WHAT YOU SHOULD DO » Gather every line in the records below that contains the word "block".

DATA FOR PROCESSING »
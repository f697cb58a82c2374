//! Typed wrappers around JS interop via `js_sys::eval()`.
//!
//! D3.js chart functions are split across `assets/js/*.js` and embedded at
//! compile time. They are evaluated as globals (no ES modules) and exposed
//! via `window.*`. This module provides safe Rust wrappers that serialize
//! data and call those globals.

// Embed all D3 chart JS files at compile time
static TOOLTIP_JS: &str = include_str!("../assets/js/tooltip.js");
static MULTI_LINE_CHART_JS: &str = include_str!("../assets/js/multi-line-chart.js");
static CHOROPLETH_MAP_JS: &str = include_str!("../assets/js/choropleth-map.js");

/// Execute arbitrary JS, wrapping in try/catch to avoid panics.
pub fn call_js(code: &str) {
    let wrapped = format!(
        "try {{ {} }} catch(e) {{ console.warn('Cafe JS call failed:', e); }}",
        code
    );
    let _ = js_sys::eval(&wrapped);
}

/// Initialize chart scripts with a wait-for-D3 polling loop.
///
/// The chart JS files define functions like `renderMultiLineChart(...)` via
/// `function` declarations. To ensure they become globally accessible
/// (not block-scoped inside the setInterval callback), we evaluate them
/// at global scope via indirect `eval()` once D3 is ready, and then
/// explicitly promote each function to `window.*`.
pub fn init_charts() {
    let all_js = [TOOLTIP_JS, MULTI_LINE_CHART_JS, CHOROPLETH_MAP_JS].join("\n");

    // Store the scripts on window so the polling callback can eval them
    // at global scope (not block-scoped inside setInterval).
    let store_js = format!(
        "window.__cafeChartScripts = {};",
        serde_json::to_string(&all_js).unwrap_or_default()
    );
    let _ = js_sys::eval(&store_js);

    let init_js = r#"
        (function() {
            if (window.__cafeChartsReady || window.__cafeChartsInit) { return; }
            window.__cafeChartsInit = true;
            var waitForD3 = setInterval(function() {
                if (typeof d3 !== 'undefined') {
                    clearInterval(waitForD3);
                    // Eval at global scope via indirect eval
                    (0, eval)(window.__cafeChartScripts);
                    delete window.__cafeChartScripts;
                    // Promote function declarations to window explicitly
                    if (typeof renderMultiLineChart !== 'undefined') window.renderMultiLineChart = renderMultiLineChart;
                    if (typeof renderChoroplethMap !== 'undefined') window.renderChoroplethMap = renderChoroplethMap;
                    if (typeof destroyChart !== 'undefined') window.destroyChart = destroyChart;
                    if (typeof initTooltip !== 'undefined') window.initTooltip = initTooltip;
                    if (typeof showTooltip !== 'undefined') window.showTooltip = showTooltip;
                    if (typeof hideTooltip !== 'undefined') window.hideTooltip = hideTooltip;
                    window.__cafeChartsReady = true;
                    console.log('Cafe charts initialized');
                }
            }, 100);
        })();
    "#;
    let _ = js_sys::eval(init_js);
}

/// Render a multi-line time-series chart (temperature, humidity).
///
/// Uses a polling loop to wait for D3.js to load, chart scripts to
/// initialize, and the container DOM element to exist before rendering.
pub fn render_multi_line_chart(container_id: &str, data_json: &str, config_json: &str) {
    let escaped_data = data_json.replace('\'', "\\'").replace('\n', "");
    let escaped_config = config_json.replace('\'', "\\'").replace('\n', "");
    call_js(&format!(
        r#"
        (function() {{
            var poll = setInterval(function() {{
                if (window.__cafeChartsReady &&
                    typeof window.renderMultiLineChart !== 'undefined' &&
                    document.getElementById('{container_id}')) {{
                    clearInterval(poll);
                    try {{
                        window.renderMultiLineChart('{container_id}', '{escaped_data}', '{escaped_config}');
                    }} catch(e) {{ console.error('[Cafe] renderMultiLineChart error:', e); }}
                }}
            }}, 100);
        }})();
        "#,
    ));
}

/// Render the national choropleth map from a joined GeoJSON string.
///
/// Same polling discipline as the line charts; the GeoJSON is large, so it
/// is passed through `JSON.parse` inside the chart script.
pub fn render_choropleth_map(container_id: &str, geojson: &str, config_json: &str) {
    let escaped_geo = geojson.replace('\\', "\\\\").replace('\'', "\\'").replace('\n', "");
    let escaped_config = config_json.replace('\'', "\\'").replace('\n', "");
    call_js(&format!(
        r#"
        (function() {{
            var poll = setInterval(function() {{
                if (window.__cafeChartsReady &&
                    typeof window.renderChoroplethMap !== 'undefined' &&
                    document.getElementById('{container_id}')) {{
                    clearInterval(poll);
                    try {{
                        window.renderChoroplethMap('{container_id}', '{escaped_geo}', '{escaped_config}');
                    }} catch(e) {{ console.error('[Cafe] renderChoroplethMap error:', e); }}
                }}
            }}, 100);
        }})();
        "#,
    ));
}

/// Remove a rendered chart (used when the selection returns to idle).
pub fn destroy_chart(container_id: &str) {
    call_js(&format!(
        r#"
        if (typeof window.destroyChart !== 'undefined') {{
            window.destroyChart('{container_id}');
        }}
        "#,
    ));
}
//! Command implementations for the coffee-climate CLI.
//!
//! Provides subcommands for querying Open-Meteo daily aggregates for one
//! or all Brazilian states and for checking the boundary-file join key.
//! Output goes to stdout only; nothing is persisted.

use clap::Subcommand;

pub mod geo;
pub mod query;

#[derive(Subcommand)]
pub enum Command {
    /// Fetch the trailing daily aggregates for one estado
    Estado {
        /// Estado name, exactly as in the reference table (e.g. "Minas Gerais")
        #[arg(short, long)]
        name: String,

        /// Trailing window length in days
        #[arg(short, long, default_value_t = 30)]
        days: i64,
    },

    /// Fetch every estado sequentially and classify coffee suitability
    Survey {
        /// Trailing window length in days
        #[arg(short, long, default_value_t = 30)]
        days: i64,
    },

    /// Check the boundary file against the reference-table join key
    GeoCheck,
}

pub async fn run(command: Command) -> anyhow::Result<()> {
    match command {
        Command::Estado { name, days } => query::run_estado(&name, days).await,
        Command::Survey { days } => query::run_survey(days).await,
        Command::GeoCheck => geo::run_geo_check().await,
    }
}
//! Loading spinner component.

use dioxus::prelude::*;

/// Simple loading indicator.
#[component]
pub fn LoadingSpinner() -> Element {
    rsx! {
        div {
            style: "display: flex; justify-content: center; align-items: center; padding: 40px; color: #666;",
            "Carregando dados..."
        }
    }
}
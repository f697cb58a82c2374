//! Application state managed via Dioxus context.
//!
//! `AppState` bundles all reactive signals into a single struct provided via
//! `use_context_provider`. Child components retrieve it with `use_context::<AppState>()`.

use cafe_geo::GeoEstados;
use cafe_meteo::daily::DailyWeather;
use cafe_meteo::estado::Estado;
use cafe_meteo::stats::EstadoSummary;
use dioxus::prelude::*;

/// Placeholder dropdown option; selecting it returns the app to idle.
pub const PLACEHOLDER: &str = "Selecione um Estado";

/// Shared application state for the dashboard.
#[derive(Clone, Copy)]
pub struct AppState {
    /// Currently selected estado name, or [`PLACEHOLDER`]
    pub selected_estado: Signal<String>,
    /// Reference table backing the dropdown and the map markers
    pub estados: Signal<Vec<Estado>>,
    /// Daily records for the selected estado (None while idle or loading)
    pub daily: Signal<Option<Vec<DailyWeather>>>,
    /// National fan-out summaries for the map (None until the fan-out lands)
    pub summaries: Signal<Option<Vec<EstadoSummary>>>,
    /// Boundary polygons, fetched once and reused for the app lifetime
    pub geo: Signal<Option<GeoEstados>>,
    /// Whether a fetch is in flight
    pub loading: Signal<bool>,
    /// Error message if something went wrong
    pub error_msg: Signal<Option<String>>,
}

impl AppState {
    /// Create a new AppState with default signal values.
    pub fn new() -> Self {
        Self {
            selected_estado: Signal::new(PLACEHOLDER.to_string()),
            estados: Signal::new(Estado::get_estado_vector()),
            daily: Signal::new(None),
            summaries: Signal::new(None),
            geo: Signal::new(None),
            loading: Signal::new(false),
            error_msg: Signal::new(None),
        }
    }
}
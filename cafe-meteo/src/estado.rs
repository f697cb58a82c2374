use csv::ReaderBuilder;
use serde::{Deserialize, Serialize};

/// Embedded CSV with the reference coordinate for each of the 27 federative units.
///
/// The `name` column doubles as the join key against the GeoJSON boundary
/// file, so spelling and diacritics must match it exactly.
pub static CSV_OBJECT: &str = include_str!("../../fixtures/estados.csv");

/// Number of Brazilian federative units (26 states plus the Distrito Federal).
pub const ESTADO_COUNT: usize = 27;

/// A Brazilian federative unit with its approximate reference coordinate.
#[derive(Debug, PartialEq, Clone, Serialize, Deserialize)]
pub struct Estado {
    pub name: String,
    /// Latitude in decimal degrees
    pub latitude: f64,
    /// Longitude in decimal degrees
    pub longitude: f64,
}

impl Estado {
    /// Parse a CSV string of estado reference data.
    ///
    /// Expected CSV columns (with headers): `name,latitude,longitude`
    pub fn parse_estado_csv(csv_object: &str) -> Result<Vec<Estado>, std::io::Error> {
        let mut estado_list: Vec<Estado> = Vec::new();
        let mut rdr = ReaderBuilder::new()
            .delimiter(b',')
            .has_headers(true)
            .from_reader(csv_object.as_bytes());
        for row in rdr.records() {
            let record = row?;
            let name = String::from(record.get(0).expect("name parse fail"));
            let latitude = record
                .get(1)
                .unwrap_or("0.0")
                .trim()
                .parse::<f64>()
                .unwrap_or(0.0);
            let longitude = record
                .get(2)
                .unwrap_or("0.0")
                .trim()
                .parse::<f64>()
                .unwrap_or(0.0);
            estado_list.push(Estado {
                name,
                latitude,
                longitude,
            });
        }
        Ok(estado_list)
    }

    /// All 27 federative units from the embedded fixture, in fixture order.
    pub fn get_estado_vector() -> Vec<Estado> {
        Estado::parse_estado_csv(CSV_OBJECT).expect("embedded estados.csv parse fail")
    }

    /// Look up one estado by its exact name.
    pub fn find(name: &str) -> Option<Estado> {
        Estado::get_estado_vector()
            .into_iter()
            .find(|e| e.name == name)
    }
}

#[cfg(test)]
mod tests {
    use super::{Estado, ESTADO_COUNT};

    #[test]
    fn test_embedded_fixture_has_all_estados() {
        let estados = Estado::get_estado_vector();
        assert_eq!(estados.len(), ESTADO_COUNT);
    }

    #[test]
    fn test_coordinates_parse() {
        let estados = Estado::get_estado_vector();
        let bahia = estados.iter().find(|e| e.name == "Bahia").unwrap();
        assert!((bahia.latitude - (-12.5797)).abs() < f64::EPSILON);
        assert!((bahia.longitude - (-41.7007)).abs() < f64::EPSILON);
    }

    #[test]
    fn test_names_keep_diacritics() {
        let estados = Estado::get_estado_vector();
        assert!(estados.iter().any(|e| e.name == "São Paulo"));
        assert!(estados.iter().any(|e| e.name == "Amapá"));
        assert!(estados.iter().any(|e| e.name == "Rondônia"));
    }

    #[test]
    fn test_find_is_exact_match() {
        assert!(Estado::find("Ceará").is_some());
        // Missing diacritics must not match; the GeoJSON join is exact too.
        assert!(Estado::find("Ceara").is_none());
        assert!(Estado::find("ceará").is_none());
    }

    #[test]
    fn test_parse_estado_csv() {
        let csv_data = "\
name,latitude,longitude
Bahia,-12.5797,-41.7007
Roraima,2.8235,-60.6758
";
        let estados = Estado::parse_estado_csv(csv_data).unwrap();
        assert_eq!(estados.len(), 2);
        assert_eq!(estados[0].name, "Bahia");
        assert!((estados[1].latitude - 2.8235).abs() < f64::EPSILON);
    }
}
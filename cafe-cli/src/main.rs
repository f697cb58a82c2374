//! Café Clima CLI - query Open-Meteo daily aggregates for Brazilian states.

use clap::Parser;

#[derive(Parser)]
#[command(
    name = "cafe-cli",
    version,
    about = "Brazilian coffee-climate data toolkit"
)]
struct Cli {
    #[command(subcommand)]
    command: cafe_cmd::Command,
}

#[tokio::main]
async fn main() -> anyhow::Result<()> {
    env_logger::init();
    let cli = Cli::parse();
    cafe_cmd::run(cli.command).await
}
use chrono::{NaiveDate, TimeDelta};
use std::mem::replace;

/// Length of the trailing observation window requested from the weather API.
pub const WINDOW_DAYS: i64 = 30;

/// The date window of a weather request: `[today - days, today]`, inclusive
/// on both ends, in the server's local date context.
#[derive(Clone, Copy, Debug, Eq, PartialEq)]
pub struct FetchWindow {
    pub start: NaiveDate,
    pub end: NaiveDate,
}

impl FetchWindow {
    /// Window ending at `today` and reaching `days` back.
    pub fn trailing(today: NaiveDate, days: i64) -> Self {
        Self {
            start: today - TimeDelta::try_days(days).unwrap(),
            end: today,
        }
    }

    /// Number of days covered, counting both endpoints. A 30-day trailing
    /// window covers 31 days.
    pub fn num_days(&self) -> i64 {
        (self.end - self.start).num_days() + 1
    }

    /// Iterate the covered dates in chronological order.
    pub fn days(&self) -> DateRange {
        DateRange(self.start, self.end)
    }
}

/// A date range iterator that yields each date from the start date
/// through the end date (inclusive).
#[derive(Clone, Eq, PartialEq, Copy, Debug)]
pub struct DateRange(pub NaiveDate, pub NaiveDate);

impl Iterator for DateRange {
    type Item = NaiveDate;
    fn next(&mut self) -> Option<Self::Item> {
        if self.0 <= self.1 {
            let next = self.0 + TimeDelta::try_days(1).unwrap();
            Some(replace(&mut self.0, next))
        } else {
            None
        }
    }
}

#[cfg(test)]
mod tests {
    use super::{DateRange, FetchWindow, WINDOW_DAYS};
    use chrono::NaiveDate;

    #[test]
    fn test_trailing_window_covers_31_days() {
        let today = NaiveDate::from_ymd_opt(2026, 8, 6).unwrap();
        let window = FetchWindow::trailing(today, WINDOW_DAYS);
        assert_eq!(window.start, NaiveDate::from_ymd_opt(2026, 7, 7).unwrap());
        assert_eq!(window.end, today);
        assert_eq!(window.num_days(), 31);
        assert_eq!(window.days().count(), 31);
    }

    #[test]
    fn test_window_days_strictly_increasing() {
        let today = NaiveDate::from_ymd_opt(2026, 3, 2).unwrap();
        let dates: Vec<NaiveDate> = FetchWindow::trailing(today, 5).days().collect();
        assert!(dates.windows(2).all(|pair| pair[0] < pair[1]));
        assert_eq!(dates.first(), Some(&NaiveDate::from_ymd_opt(2026, 2, 25).unwrap()));
        assert_eq!(dates.last(), Some(&today));
    }

    #[test]
    fn test_date_range_single_day() {
        let day = NaiveDate::from_ymd_opt(2022, 3, 15).unwrap();
        let dates: Vec<NaiveDate> = DateRange(day, day).collect();
        assert_eq!(dates, vec![day]);
    }

    #[test]
    fn test_date_range_empty() {
        let start = NaiveDate::from_ymd_opt(2022, 3, 15).unwrap();
        let end = NaiveDate::from_ymd_opt(2022, 3, 14).unwrap();
        assert_eq!(DateRange(start, end).count(), 0);
    }
}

EXPECTED ANSWER »
/// (not block-scoped inside the setInterval callback), we evaluate them
    // at global scope (not block-scoped inside setInterval).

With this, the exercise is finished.